頻度 〔保存期慢性腎臓病(ND)患者の17%(貧血の定義:Hb値 男性<12g/dL,女性<11g/dL)〕
GL2015年版 日本透析医学会 慢性腎臓病患者における腎性貧血治療のガイドライン(注:日本以外のガイドラインのタイトルはすべて,Anemia in Chronic Kidney Diseaseであり,貧血全体の治療を指すのに対し,日本のガイドラインは,腎性貧血のみが対象である)
ニュートピックス
・遺伝子組換えヒトエリスロポエチン製剤,あるいは類似製剤である従来の赤血球造血刺激因子製剤(ESA)に加え,患者自身の腎臓からエリスロポエチン(EPO)の産生を促す低酸素誘導因子分解酵素阻害薬(HIF-PHI)が新たなESAとして市販され,すでに5剤が使用可能である(図).

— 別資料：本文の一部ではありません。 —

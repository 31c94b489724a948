//! Error types for the visualizer
//!
//! [`VisualizerError`] covers malformed interpreter data (fatal to the render
//! that hit it), missing host hooks (recoverable at the call site) and file
//! loading in the terminal host.
//!
//! Lookup misses are not errors. An address that resolves nowhere is shown as
//! a garbage value in the diagram text.

use crate::memory::value::Address;
use thiserror::Error;

#[derive(Error, Debug)]
pub enum VisualizerError {
    /// The frame-link chain has more hops than there are scope frames
    #[error("frame-link chain has more than {frames} hop(s); stopped at hop {hops}")]
    FrameChainExhausted { hops: usize, frames: usize },

    /// A frame link points at a stack address with no recorded cell
    #[error("no saved frame link recorded at stack address {address}")]
    MissingFrameLink { address: Address },

    /// A saved frame link holds a negative value other than the -1 sentinel
    #[error("invalid frame link {value} stored at stack address {address}")]
    InvalidFrameLink { address: Address, value: i64 },

    /// The stack top is negative but not the -1 sentinel
    #[error("invalid stack top {value}")]
    InvalidStackTop { value: i64 },

    /// The host has not attached the drawing hook being requested
    #[error("drawing surface unavailable: {hook}")]
    SurfaceUnavailable { hook: &'static str },

    #[error("failed to read {path}: {source}")]
    Io {
        path: String,
        #[source]
        source: std::io::Error,
    },

    #[error("malformed snapshot: {0}")]
    Json(#[from] serde_json::Error),

    #[error("configuration error: {0}")]
    Config(String),
}

impl VisualizerError {
    /// Whether the rest of the engine can keep going after this error
    pub fn is_recoverable(&self) -> bool {
        matches!(self, VisualizerError::SurfaceUnavailable { .. })
    }
}

pub type Result<T> = std::result::Result<T, VisualizerError>;
use thiserror::Error;

/// Errors raised when assembling a [`RasterBuffer`](crate::RasterBuffer) from raw parts.
#[derive(Debug, Clone, PartialEq, Eq, Error)]
pub enum RasterError {
    /// Pixel data length is not `width * height * 4`.
    #[error("pixel buffer holds {len} bytes, expected {width}x{height}x4")]
    DimensionMismatch { width: u32, height: u32, len: usize },
    /// Width or height is zero.
    #[error("raster dimensions must be at least 1x1, got {width}x{height}")]
    ZeroDimension { width: u32, height: u32 },
}

/// Errors that abort a pipeline run.
#[derive(Debug, Error)]
pub enum PipelineError {
    #[error("failed to read input: {0}")]
    Io(#[from] std::io::Error),
    #[error("failed to decode image: {0}")]
    Decode(#[from] image::ImageError),
    #[error(transparent)]
    Raster(#[from] RasterError),
}
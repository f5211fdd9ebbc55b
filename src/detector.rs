//! Edge detector implementations compared by the benchmark harness.

use image::{GrayImage, Luma};
use imageproc::gradients::{horizontal_sobel, vertical_sobel};

use crate::grayscale::{self, luminance};
use crate::raster::{RasterBuffer, CHANNELS};
use crate::sobel::{self, magnitude};

/// A grayscale + gradient pipeline that can be timed by [`Benchmark`](crate::Benchmark).
///
/// Both stages consume their input buffer and hand back the result, so each
/// stage owns the pixels exclusively while it runs. Implementations must keep
/// the observable semantics of [`grayscale`](crate::grayscale) and
/// [`gradient`](crate::gradient); the harness never checks their output.
pub trait EdgeDetector {
    /// Short label used in logs.
    fn name(&self) -> &str;

    /// Writes the luminance of every pixel into R, G and B.
    fn grayscale(&self, buffer: RasterBuffer) -> RasterBuffer;

    /// Replaces interior pixels of a grayscale buffer with their Sobel magnitude.
    fn gradient(&self, buffer: RasterBuffer) -> RasterBuffer;

    /// Whether grayscale conversion happens inside edge detection.
    ///
    /// When `true` the harness times [`EdgeDetector::detect`] as a single
    /// `edge_detect` stage and records no separate `grayscale` stage.
    fn fuses_grayscale(&self) -> bool {
        false
    }

    /// Full edge detection on an RGBA buffer.
    fn detect(&self, buffer: RasterBuffer) -> RasterBuffer {
        self.gradient(self.grayscale(buffer))
    }
}

/// Straightforward single-threaded implementation of both stages.
///
/// ```rust
/// use sobel_bench::{EdgeDetector, RasterBuffer, ScalarSobel};
///
/// let image = RasterBuffer::from_fn(4, 4, |_, _| [0, 0, 0, 255]).unwrap();
/// let edges = ScalarSobel.detect(image);
/// assert!(edges.pixels().chunks_exact(4).all(|px| px == [0, 0, 0, 255]));
/// ```
#[derive(Debug, Clone, Copy, Default)]
pub struct ScalarSobel;

impl EdgeDetector for ScalarSobel {
    fn name(&self) -> &str {
        "scalar"
    }

    fn grayscale(&self, buffer: RasterBuffer) -> RasterBuffer {
        grayscale::grayscale(buffer)
    }

    fn gradient(&self, buffer: RasterBuffer) -> RasterBuffer {
        sobel::gradient(buffer)
    }
}

/// Reference implementation built on `imageproc` gradient filters.
///
/// Edge detection converts RGBA to a single-channel [`GrayImage`] and runs
/// `imageproc`'s horizontal and vertical Sobel filters over it, without a
/// separate grayscale pass over the RGBA buffer.
#[derive(Debug, Clone, Copy, Default)]
pub struct ImageprocSobel;

impl ImageprocSobel {
    /// Combines `imageproc` gradients into `output`, interior pixels only.
    fn write_magnitudes(gray: &GrayImage, output: &mut RasterBuffer) {
        let (width, height) = gray.dimensions();
        if width < 3 || height < 3 {
            return;
        }

        let gx = horizontal_sobel(gray);
        let gy = vertical_sobel(gray);

        for y in 1..height - 1 {
            for x in 1..width - 1 {
                let m = magnitude(gx.get_pixel(x, y)[0] as i32, gy.get_pixel(x, y)[0] as i32);
                let idx = output.offset(x, y);
                let out = output.pixels_mut();
                out[idx] = m;
                out[idx + 1] = m;
                out[idx + 2] = m;
            }
        }
    }
}

impl EdgeDetector for ImageprocSobel {
    fn name(&self) -> &str {
        "imageproc"
    }

    fn grayscale(&self, buffer: RasterBuffer) -> RasterBuffer {
        buffer.assert_invariant();
        let (width, height) = buffer.dimensions();
        let mut image = buffer.into_rgba_image();
        for px in image.pixels_mut() {
            let y = luminance(px[0], px[1], px[2]);
            px[0] = y;
            px[1] = y;
            px[2] = y;
        }
        match RasterBuffer::try_from(image) {
            Ok(gray) => gray,
            Err(err) => unreachable!("{width}x{height} raster lost its shape: {err}"),
        }
    }

    fn gradient(&self, buffer: RasterBuffer) -> RasterBuffer {
        buffer.assert_invariant();
        let (width, height) = buffer.dimensions();
        let gray = GrayImage::from_fn(width, height, |x, y| Luma([buffer.pixel(x, y)[0]]));

        let mut output = buffer;
        Self::write_magnitudes(&gray, &mut output);
        output
    }

    fn fuses_grayscale(&self) -> bool {
        true
    }

    fn detect(&self, buffer: RasterBuffer) -> RasterBuffer {
        buffer.assert_invariant();
        let (width, height) = buffer.dimensions();
        debug!("imageproc sobel on {}x{} raster", width, height);

        let gray = GrayImage::from_fn(width, height, |x, y| {
            let [r, g, b, _] = buffer.pixel(x, y);
            Luma([luminance(r, g, b)])
        });

        let mut output = buffer;
        for (px, luma) in output
            .pixels_mut()
            .chunks_exact_mut(CHANNELS)
            .zip(gray.as_raw())
        {
            px[0] = *luma;
            px[1] = *luma;
            px[2] = *luma;
        }
        Self::write_magnitudes(&gray, &mut output);
        output
    }
}
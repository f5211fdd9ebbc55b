//! Side-by-side timing comparison of two pipeline runs.

use std::fmt;

use crate::bench::StageTiming;

/// How one stage of the local run compares to the reference run.
#[derive(Debug, Clone, Copy, PartialEq)]
#[cfg_attr(feature = "serde", derive(serde::Serialize, serde::Deserialize))]
pub enum Comparison {
    /// Both runs timed the stage and the reference duration is non-zero.
    Improvement {
        /// `reference - local`, in milliseconds.
        difference_ms: f64,
        /// `(reference - local) / reference * 100`.
        percent: f64,
    },
    /// Both runs timed the stage but the reference took no measurable time,
    /// so the percentage has no value. Rendered as `n/a`.
    Undefined { difference_ms: f64 },
    /// Only one of the runs has this stage.
    NotApplicable,
}

impl Comparison {
    /// Compares two durations, guarding the percentage against a zero reference.
    ///
    /// # Examples
    ///
    /// ```rust
    /// use sobel_bench::Comparison;
    ///
    /// assert_eq!(
    ///     Comparison::between(20.0, 15.0),
    ///     Comparison::Improvement { difference_ms: 5.0, percent: 25.0 }
    /// );
    /// assert_eq!(
    ///     Comparison::between(0.0, 3.0),
    ///     Comparison::Undefined { difference_ms: -3.0 }
    /// );
    /// ```
    pub fn between(reference_ms: f64, local_ms: f64) -> Self {
        let difference_ms = reference_ms - local_ms;
        if reference_ms > 0.0 && reference_ms.is_finite() {
            Comparison::Improvement {
                difference_ms,
                percent: difference_ms / reference_ms * 100.0,
            }
        } else {
            Comparison::Undefined { difference_ms }
        }
    }

    pub fn difference_ms(&self) -> Option<f64> {
        match *self {
            Comparison::Improvement { difference_ms, .. }
            | Comparison::Undefined { difference_ms } => Some(difference_ms),
            Comparison::NotApplicable => None,
        }
    }

    /// The percentage improvement, `None` when undefined or not applicable.
    pub fn percent(&self) -> Option<f64> {
        match *self {
            Comparison::Improvement { percent, .. } => Some(percent),
            _ => None,
        }
    }
}

/// One table row: a stage and its duration in each run.
#[derive(Debug, Clone, PartialEq)]
#[cfg_attr(feature = "serde", derive(serde::Serialize, serde::Deserialize))]
pub struct ReportRow {
    pub stage_name: String,
    pub reference: Option<StageTiming>,
    pub local: Option<StageTiming>,
    pub comparison: Comparison,
}

/// Timing comparison between a reference and a local pipeline run.
///
/// Rows follow the reference run's stage order, followed by stages only the
/// local run recorded. The report is immutable once built.
#[derive(Debug, Clone, PartialEq)]
#[cfg_attr(feature = "serde", derive(serde::Serialize, serde::Deserialize))]
pub struct BenchmarkReport {
    reference_label: String,
    local_label: String,
    rows: Vec<ReportRow>,
}

impl BenchmarkReport {
    /// Builds a report from the stage timings of two runs.
    ///
    /// # Examples
    ///
    /// ```rust
    /// use sobel_bench::{BenchmarkReport, StageTiming};
    ///
    /// let reference = vec![
    ///     StageTiming::new("decode", 4.0),
    ///     StageTiming::new("edge_detect", 8.0),
    /// ];
    /// let local = vec![
    ///     StageTiming::new("grayscale", 1.0),
    ///     StageTiming::new("edge_detect", 10.0),
    /// ];
    /// let report = BenchmarkReport::compare(&reference, &local);
    ///
    /// let edge = report.row("edge_detect").unwrap();
    /// assert_eq!(edge.comparison.percent(), Some(-25.0));
    /// assert_eq!(report.row("decode").unwrap().comparison.percent(), None);
    /// println!("{report}");
    /// ```
    pub fn compare(reference: &[StageTiming], local: &[StageTiming]) -> Self {
        let mut rows: Vec<ReportRow> = reference
            .iter()
            .map(|timing| {
                let matching = local.iter().find(|t| t.stage_name == timing.stage_name);
                let comparison = match matching {
                    Some(other) => Comparison::between(timing.duration_ms, other.duration_ms),
                    None => Comparison::NotApplicable,
                };
                ReportRow {
                    stage_name: timing.stage_name.clone(),
                    reference: Some(timing.clone()),
                    local: matching.cloned(),
                    comparison,
                }
            })
            .collect();

        rows.extend(
            local
                .iter()
                .filter(|timing| !reference.iter().any(|t| t.stage_name == timing.stage_name))
                .map(|timing| ReportRow {
                    stage_name: timing.stage_name.clone(),
                    reference: None,
                    local: Some(timing.clone()),
                    comparison: Comparison::NotApplicable,
                }),
        );

        Self {
            reference_label: "reference".to_string(),
            local_label: "local".to_string(),
            rows,
        }
    }

    /// Replaces the column headings used when the report is displayed.
    pub fn with_labels(mut self, reference: impl Into<String>, local: impl Into<String>) -> Self {
        self.reference_label = reference.into();
        self.local_label = local.into();
        self
    }

    pub fn rows(&self) -> &[ReportRow] {
        &self.rows
    }

    /// The row for `stage_name`, if either run recorded that stage.
    pub fn row(&self, stage_name: &str) -> Option<&ReportRow> {
        self.rows.iter().find(|row| row.stage_name == stage_name)
    }

    pub fn reference_label(&self) -> &str {
        &self.reference_label
    }

    pub fn local_label(&self) -> &str {
        &self.local_label
    }
}

fn fmt_ms(timing: &Option<StageTiming>) -> String {
    match timing {
        Some(t) => format!("{:.2}", t.duration_ms),
        None => "-".to_string(),
    }
}

impl fmt::Display for BenchmarkReport {
    fn fmt(&self, f: &mut fmt::Formatter<'_>) -> fmt::Result {
        let reference = format!("{} (ms)", self.reference_label);
        let local = format!("{} (ms)", self.local_label);
        writeln!(
            f,
            "{:<12} {:>16} {:>16} {:>12} {:>12}",
            "stage", reference, local, "difference", "improvement"
        )?;
        for row in &self.rows {
            let (difference, improvement) = match row.comparison {
                Comparison::Improvement {
                    difference_ms,
                    percent,
                } => (format!("{difference_ms:.2}"), format!("{percent:.0}%")),
                Comparison::Undefined { difference_ms } => {
                    (format!("{difference_ms:.2}"), "n/a".to_string())
                }
                Comparison::NotApplicable => ("-".to_string(), "-".to_string()),
            };
            writeln!(
                f,
                "{:<12} {:>16} {:>16} {:>12} {:>12}",
                row.stage_name,
                fmt_ms(&row.reference),
                fmt_ms(&row.local),
                difference,
                improvement
            )?;
        }
        Ok(())
    }
}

・本項では,従来のESAをESAと記載し,HIF-PHIと区別する.
治療のポイント
・ESAやHIF-PHIが第1選択薬である.
・Hb値を上げるには多量の鉄が必要となり,鉄剤の併用が必須である.
・目標Hb値は,NDと血液透析(HD)患者で異なる.
・病態の変化に応じ,検査頻度や薬剤使用量の変更を考慮すべきである.
◆病態と診断
A病態
・腎性貧血の主因は,腎臓でのEPOの産生低下に伴う造血障害であるが,EPOの反応性を低下させる合併症や病態も関与している.2008年版のガイドラインでは,インスリン欠乏による糖尿病と同様に,“内分泌疾患”であると明記されている.
B診断
・「慢性腎臓病患者における腎性貧血治療のガイドライン」(2015)を参考に診断を進める.Hb値<11g/dLにもかかわらず,血中EPO濃度が50mIU/mL※ 未満であれば,腎性貧血と診断される(※測定法の変更に伴い,2016年以降は30mIU/mL).